Not only did Dave Watts (Drums), Joey Porter (Keys), Garret Sayers (Bass), Ryan Jalbert (Guitar), Gabe Mervine (Trumpet), Matt Pitts (Tenor Sax), and Jans Ingber (Vocalist & Percussion) debut the band at the legendary Fillmore venue in heart of San Francisco’s Japantown, they sold the place out! The Motet has built a strong national following from heavy touring and festival appearences, but this was a new feat. Multi-instrumentalist and hippie guitar guru Keller Williams co-headlined with The Motet through a stellar evening of diverse music and funky grooves. Keller’s solo set is a staple of the jam band scene and it always seems to take off in different directions. It was apparent that much of the crowd was also big Keller Williams fans as the Fillmore was jam packed for his opening set. Keller didn’t just go through the motions; he broke out some fan favorites including “Best Feeling” and “Celebrate Your Youth.” A highlight of the entire evening was the totally unannounced surprised guesting of flat-pick virtuoso Larry Keel and his lovely wife, bassist Jenny Keel. Hardcore Keller fans should be familiar with Keller & The Keels. Though nowadays they play infrequently every chance to see them is a special occasion. The eclectic styling of the Keels music fits in well with Keller’s flair, always compiling a memorable affair. The Keels sit in was fabulous but short.

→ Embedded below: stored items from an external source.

//! # Luxview
//!
//! A tick-driven ambient light meter.
//!
//! A periodic timer and a key input source feed one bounded event queue. A
//! single event loop drains it: every tick polls a BH1750-class sensor into a
//! mutex-guarded state and asks the display to redraw; the back key shuts
//! everything down in order.
//!
//! ## Core Concepts
//!
//! - **Shared state**: one exclusive-access value with bounded-wait, scoped guards
//! - **Merged producers**: ticks are dropped when the queue is full, input waits
//! - **Platform**: sensor, display and notification records are passed in explicitly
//!
//! ## Example
//!
//! ```rust,ignore
//! use luxview::{run, AppConfig, TerminalPlatform, TerminalSession};
//!
//! let config = AppConfig::default();
//! let _session = TerminalSession::enter(true)?;
//! let mut platform = TerminalPlatform::new(config.display.clone());
//! std::process::exit(run(&mut platform, &config, None));
//! ```

#![warn(missing_docs)]
#![warn(clippy::pedantic)]
#![warn(clippy::nursery)]
#![allow(clippy::module_name_repetitions)]
#![allow(clippy::must_use_candidate)]

pub mod actor;
pub mod app;
pub mod cli;
pub mod config;
pub mod display;
pub mod error;
pub mod notify;
pub mod sensor;
pub mod state;
pub mod terminal;

#[cfg(test)]
mod testing;

// Re-exports for convenience
pub use actor::{Event, EventLoop, EventQueue, InputAdapter, InputRecord, Key, LoopState, Ticker};
pub use app::{run, Platform, EXIT_INIT_FAILED, EXIT_OK, EXIT_QUEUE_CLOSED};
pub use cli::Cli;
pub use config::AppConfig;
pub use display::{Canvas, Renderer, TextCanvas, ViewPort};
pub use error::{AppError, ConfigError, LockTimeout, SensorError};
pub use notify::{Feedback, LogNotifier, Notifier};
pub use sensor::{LightSensor, Mode, SensorPoller, SimulatedSensor};
pub use state::{LightMeter, SharedState, StateGuard};
pub use terminal::{TerminalPlatform, TerminalSession};
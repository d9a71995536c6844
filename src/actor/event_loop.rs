//! Event loop: the single consumer of the event queue.
//!
//! Each iteration dequeues exactly one event and acts on it. A tick runs a
//! sensor poll, a feedback blink and a forced redraw; the cancel key ends
//! the loop. Teardown always runs, in a fixed order, whether the loop
//! ended normally or because the queue was torn down.

use super::messages::Event;
use super::queue::SealedQueue;
use super::ticker::Ticker;
use crate::display::ViewPort;
use crate::error::{AppError, Result};
use crate::notify::{Feedback, Notifier};
use crate::sensor::{LightSensor, PollOutcome, SensorPoller};
use crate::state::SharedState;
use log::{debug, error, info, trace};
use std::time::Duration;

/// Event loop state.
#[derive(Debug, Clone, Copy, PartialEq, Eq)]
pub enum LoopState {
    /// Consuming events.
    Running,
    /// The cancel key was seen; teardown follows.
    ShuttingDown,
}

/// Counters collected while the loop runs.
#[derive(Debug, Clone, Copy, PartialEq, Eq, Default)]
pub struct LoopStats {
    /// Ticks handled.
    pub ticks: u64,
    /// Polls that committed a fresh value.
    pub updates: u64,
    /// Polls whose sensor read failed.
    pub read_failures: u64,
    /// Polls skipped because the state was contended.
    pub contended: u64,
    /// Input events that did nothing.
    pub ignored_inputs: u64,
    /// Ticks the timer dropped on a full queue.
    pub dropped_ticks: u64,
}

/// The central dispatcher.
pub struct EventLoop<S, V, N> {
    queue: SealedQueue,
    ticker: Option<Ticker>,
    state: SharedState,
    poller: SensorPoller<S>,
    view: V,
    notifier: N,
    lock_timeout: Duration,
    loop_state: LoopState,
    stats: LoopStats,
}

impl<S, V, N> EventLoop<S, V, N>
where
    S: LightSensor,
    V: ViewPort,
    N: Notifier,
{
    /// Wire the loop. It starts in [`LoopState::Running`].
    pub const fn new(
        queue: SealedQueue,
        state: SharedState,
        poller: SensorPoller<S>,
        view: V,
        notifier: N,
        lock_timeout: Duration,
    ) -> Self {
        Self {
            queue,
            ticker: None,
            state,
            poller,
            view,
            notifier,
            lock_timeout,
            loop_state: LoopState::Running,
            stats: LoopStats {
                ticks: 0,
                updates: 0,
                read_failures: 0,
                contended: 0,
                ignored_inputs: 0,
                dropped_ticks: 0,
            },
        }
    }

    /// Hand the running timer to the loop; it is stopped during teardown.
    #[must_use]
    pub fn with_ticker(mut self, ticker: Ticker) -> Self {
        self.ticker = Some(ticker);
        self
    }

    /// Act on a single event.
    pub fn dispatch(&mut self, event: Event) -> LoopState {
        if self.loop_state == LoopState::ShuttingDown {
            return self.loop_state;
        }

        match event {
            Event::Input(record) if record.is_cancel() => {
                info!("Cancel key pressed, shutting down");
                self.loop_state = LoopState::ShuttingDown;
            }
            Event::Input(record) => {
                trace!("Ignoring input {record:?}");
                self.stats.ignored_inputs += 1;
            }
            Event::Tick => self.on_tick(),
        }
        self.loop_state
    }

    fn on_tick(&mut self) {
        self.stats.ticks += 1;
        match self.poller.poll_into(&self.state, self.lock_timeout) {
            PollOutcome::Updated(lux) => {
                trace!("Tick {}: {lux} lux", self.stats.ticks);
                self.stats.updates += 1;
            }
            PollOutcome::ReadFailed => self.stats.read_failures += 1,
            PollOutcome::Contended => {
                self.stats.contended += 1;
                return;
            }
        }
        self.notifier.notify(Feedback::BlinkBlue);
        self.view.update();
    }

    /// Consume events until the cancel key, then tear down.
    ///
    /// # Errors
    ///
    /// Returns [`AppError::QueueClosed`] if every producer disappeared
    /// while the loop was waiting. Teardown has run in that case too.
    pub fn run(mut self) -> Result<LoopStats> {
        debug!("Event loop running");
        let result = loop {
            match self.queue.recv() {
                Ok(event) => {
                    if self.dispatch(event) == LoopState::ShuttingDown {
                        break Ok(());
                    }
                }
                Err(_) => {
                    error!("Event queue torn down while waiting");
                    break Err(AppError::QueueClosed);
                }
            }
        };

        let stats = self.teardown();
        result.map(|()| stats)
    }

    /// Release resources in order: queue, view, timer, sensor, records.
    fn teardown(self) -> LoopStats {
        let Self {
            queue,
            ticker,
            mut poller,
            mut view,
            mut notifier,
            mut stats,
            ..
        } = self;

        // Blocked producers see the queue gone and bail out.
        drop(queue);
        view.release();
        if let Some(mut ticker) = ticker {
            ticker.stop();
            stats.dropped_ticks = ticker.stats().dropped();
        }
        poller.power_down();
        notifier.close();

        info!(
            "Event loop finished: {} ticks ({} dropped), {} updates, {} read failures, {} contended",
            stats.ticks, stats.dropped_ticks, stats.updates, stats.read_failures, stats.contended
        );
        stats
    }
}
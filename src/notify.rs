//! Notification record: fire-and-forget feedback signals.

use log::{debug, trace};
use std::sync::atomic::{AtomicU64, Ordering};
use std::sync::Arc;

/// Feedback sequences understood by a [`Notifier`].
#[derive(Debug, Clone, Copy, PartialEq, Eq)]
pub enum Feedback {
    /// Short blue blink, sent once per sampling cycle.
    BlinkBlue,
}

/// The notification record.
pub trait Notifier {
    /// Play a feedback sequence. Never blocks.
    fn notify(&self, feedback: Feedback);

    /// Close the record.
    fn close(&mut self);
}

/// Notifier that logs each signal and counts them.
#[derive(Debug, Clone, Default)]
pub struct LogNotifier {
    signals: Arc<AtomicU64>,
    closed: bool,
}

impl LogNotifier {
    /// Create an open notifier.
    pub fn new() -> Self {
        Self::default()
    }

    /// Signals played so far (shared across clones).
    pub fn signals(&self) -> u64 {
        self.signals.load(Ordering::Relaxed)
    }
}

impl Notifier for LogNotifier {
    fn notify(&self, feedback: Feedback) {
        if self.closed {
            return;
        }
        let n = self.signals.fetch_add(1, Ordering::Relaxed) + 1;
        trace!("Notification {feedback:?} (#{n})");
    }

    fn close(&mut self) {
        if !self.closed {
            debug!("Closing notification record after {} signals", self.signals());
            self.closed = true;
        }
    }
}
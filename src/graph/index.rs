//! Type-safe dense integer indices into the symbol graph's arenas, plus a
//! bitset-backed `IndexSet` used for visited-node tracking during
//! traversal (transitive `superclass` BFS in particular).

use std::fmt;
use std::hash::Hash;
use std::iter::FromIterator;
use std::marker::PhantomData;

use bit_set::{self, BitSet};
use holyhashmap::EntryIndex;
use serde::{Deserialize, Serialize};

pub trait Index: Copy + Clone + Eq + PartialEq + Hash + From<usize> + Into<usize> {}

impl Index for usize {}

/// A type-safe node index. Nodes live in a `HolyHashMap` keyed by symbol
/// id, so this wraps the map's own dense entry index rather than
/// allocating a second one.
#[derive(Serialize, Deserialize, Debug, Copy, Clone, Eq, PartialEq, Hash)]
pub struct NodeIndex(EntryIndex);

impl From<EntryIndex> for NodeIndex {
    fn from(index: EntryIndex) -> Self {
        NodeIndex(index)
    }
}

impl From<usize> for NodeIndex {
    fn from(index: usize) -> Self {
        NodeIndex(index.into())
    }
}

impl Into<EntryIndex> for NodeIndex {
    fn into(self) -> EntryIndex {
        self.0
    }
}

impl Into<usize> for NodeIndex {
    fn into(self) -> usize {
        self.0.into()
    }
}

impl fmt::Display for NodeIndex {
    fn fmt(&self, f: &mut fmt::Formatter<'_>) -> fmt::Result {
        write!(f, "{}", self.0)
    }
}

impl Index for NodeIndex {}

/// A type-safe edge index. Edges are stored in a plain arena (`Vec<Edge>`)
/// since a symbol graph is a multigraph and there's no unique `(a, b)`
/// key to hash on the way node indices have one.
#[derive(Serialize, Deserialize, Debug, Copy, Clone, Eq, PartialEq, Hash, PartialOrd, Ord)]
pub struct EdgeIndex(usize);

impl From<usize> for EdgeIndex {
    fn from(index: usize) -> Self {
        EdgeIndex(index)
    }
}

impl Into<usize> for EdgeIndex {
    fn into(self) -> usize {
        self.0
    }
}

impl fmt::Display for EdgeIndex {
    fn fmt(&self, f: &mut fmt::Formatter<'_>) -> fmt::Result {
        write!(f, "{}", self.0)
    }
}

impl Index for EdgeIndex {}

/// A set of indices stored as a bitset, used in place of a `HashSet` for
/// the visited-set in worklist traversals over the graph.
#[derive(Clone, Eq, PartialEq, Debug)]
pub struct IndexSet<T> {
    set: BitSet,
    phantom: PhantomData<T>,
}

impl<T> Default for IndexSet<T> {
    #[inline]
    fn default() -> Self {
        IndexSet {
            set: BitSet::new(),
            phantom: PhantomData,
        }
    }
}

impl<T> IndexSet<T> {
    #[inline]
    pub fn new() -> Self {
        Self::default()
    }

    #[inline]
    pub fn with_capacity(nbits: usize) -> Self {
        IndexSet {
            set: BitSet::with_capacity(nbits),
            phantom: PhantomData,
        }
    }

    #[inline]
    pub fn len(&self) -> usize {
        self.set.len()
    }

    #[inline]
    pub fn is_empty(&self) -> bool {
        self.set.is_empty()
    }

    #[inline]
    pub fn clear(&mut self) {
        self.set.clear()
    }
}

impl<T> IndexSet<T>
where
    T: Index,
{
    #[inline]
    pub fn iter(&self) -> IndexSetIter<'_, T> {
        IndexSetIter {
            iter: self.set.iter(),
            phantom: PhantomData,
        }
    }

    #[inline]
    pub fn contains(&self, value: &T) -> bool {
        self.set.contains((*value).into())
    }

    /// Inserts a value, returning `true` if it wasn't already present.
    #[inline]
    pub fn insert(&mut self, value: T) -> bool {
        self.set.insert(value.into())
    }

    #[inline]
    pub fn remove(&mut self, value: &T) -> bool {
        self.set.remove((*value).into())
    }
}

impl<T> FromIterator<T> for IndexSet<T>
where
    T: Index,
{
    #[inline]
    fn from_iter<I>(iter: I) -> Self
    where
        I: IntoIterator<Item = T>,
    {
        let mut ret = Self::default();
        ret.extend(iter);
        ret
    }
}

impl<T> Extend<T> for IndexSet<T>
where
    T: Index,
{
    #[inline]
    fn extend<I>(&mut self, iter: I)
    where
        I: IntoIterator<Item = T>,
    {
        self.set.extend(iter.into_iter().map(T::into))
    }
}

impl<'a, T> IntoIterator for &'a IndexSet<T>
where
    T: Index,
{
    type Item = T;
    type IntoIter = IndexSetIter<'a, T>;

    #[inline]
    fn into_iter(self) -> Self::IntoIter {
        self.iter()
    }
}

pub struct IndexSetIter<'a, T> {
    iter: bit_set::Iter<'a, u32>,
    phantom: PhantomData<T>,
}

impl<'a, T> Iterator for IndexSetIter<'a, T>
where
    T: Index,
{
    type Item = T;

    #[inline]
    fn next(&mut self) -> Option<Self::Item> {
        self.iter.next().map(T::from)
    }

    #[inline]
    fn size_hint(&self) -> (usize, Option<usize>) {
        self.iter.size_hint()
    }
}

#[cfg(test)]
mod tests {
    use super::*;

    #[test]
    fn index_set_basic() {
        let mut set: IndexSet<NodeIndex> = IndexSet::new();
        let a: NodeIndex = 0usize.into();
        let b: NodeIndex = 1usize.into();

        assert!(set.insert(a));
        assert!(!set.insert(a));
        assert!(!set.contains(&b));
        assert_eq!(set.len(), 1);

        set.insert(b);
        let mut seen: Vec<usize> = set.iter().map(Into::into).collect();
        seen.sort();
        assert_eq!(seen, vec![0, 1]);
    }
}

Keller continued to play his solo set, looping a variety of electric and acoustic guitars, bass guitars, drum hand-sonic equipment and vocals. It’s a really unique live music experience especially if it’s your first time. Festy junkies are pro-Keller and know that he always contributes his own style to whenever he sits in with others. During the set break I checked out the Fillmore extensively. The evening was hosted by OpenVape who had a booth set up in the upstairs lounge area along with a cool acid jazz B-Set that fostered a very old-school San Francisco ambiance. Thousands of posters from previous Fillmore shows line the walls of the expansive venue space giving a sense of the power and history that built the Fillmore institution. God bless Bill Graham.
When the Motet came on for their funkified headliner set, the crowd was more than warmed up. Jans Ingber gave an enthusiastic hello to the sold out Fillmore dance hall before launching into an evening of funk, afrobeat, prog-disco, soul, and electro-dance. Though the Motet’s musical origins reflect all of these upbeat genres there’s something quite contemporary about their relationship with each other and their fans. Honoring these past styles with such reflexivity and not too much thought about what genre fits where allows the music to glide freely. It was huge to witness the built-up momentum and polished execution of the material from the new album. Most of the music fares as foundational funk material and the band should be proud of their direction with performing predominately originals.
My favorites of the evening were “Keep On Don’t Stoppin,’” “Extraordinary High,” and “Like We Own It.” At the nucleus of the band is drummer Dave Watts whose diplomatic rhythmic approach allows for the music to change on the dime in any direction unimaginable. Bassist Garret Sayers is the virtuosic backbone of the band whose pulsations serve as both lead and back-tempo simultaneously. Key-man Joey Porter is well known in the Bay Area from his Juno What?! Project and brought it big time on the key-talk box and vigorous synthesized solos. Lest I not forget the talented horn section of Gabe Mervine and Matt Pitts who elevated the funk factor to the highest high.
The overflowing wall-to-wall Fillmore crowd was ecstatic and Keller Williams even came out for a brief appearance with properly campy results. Dubbed as a “late night dance party” it was much larger than that for Colorado’s Motet. It was their moment to come in their contemporaneous formation and show San Francisco what they’re made of. The Open Vape sponsored tour of the West looked to be wildly successful at the other gigs as well. Go ahead and check out Motet music on Soundcloud and pick up a copy of their recent self-titled album. Most importantly, check out the band live. It’s always something fresh and buoyant. Cheers and props to my Colorado brethren for crushing their first Fillmore performance. Many more to come!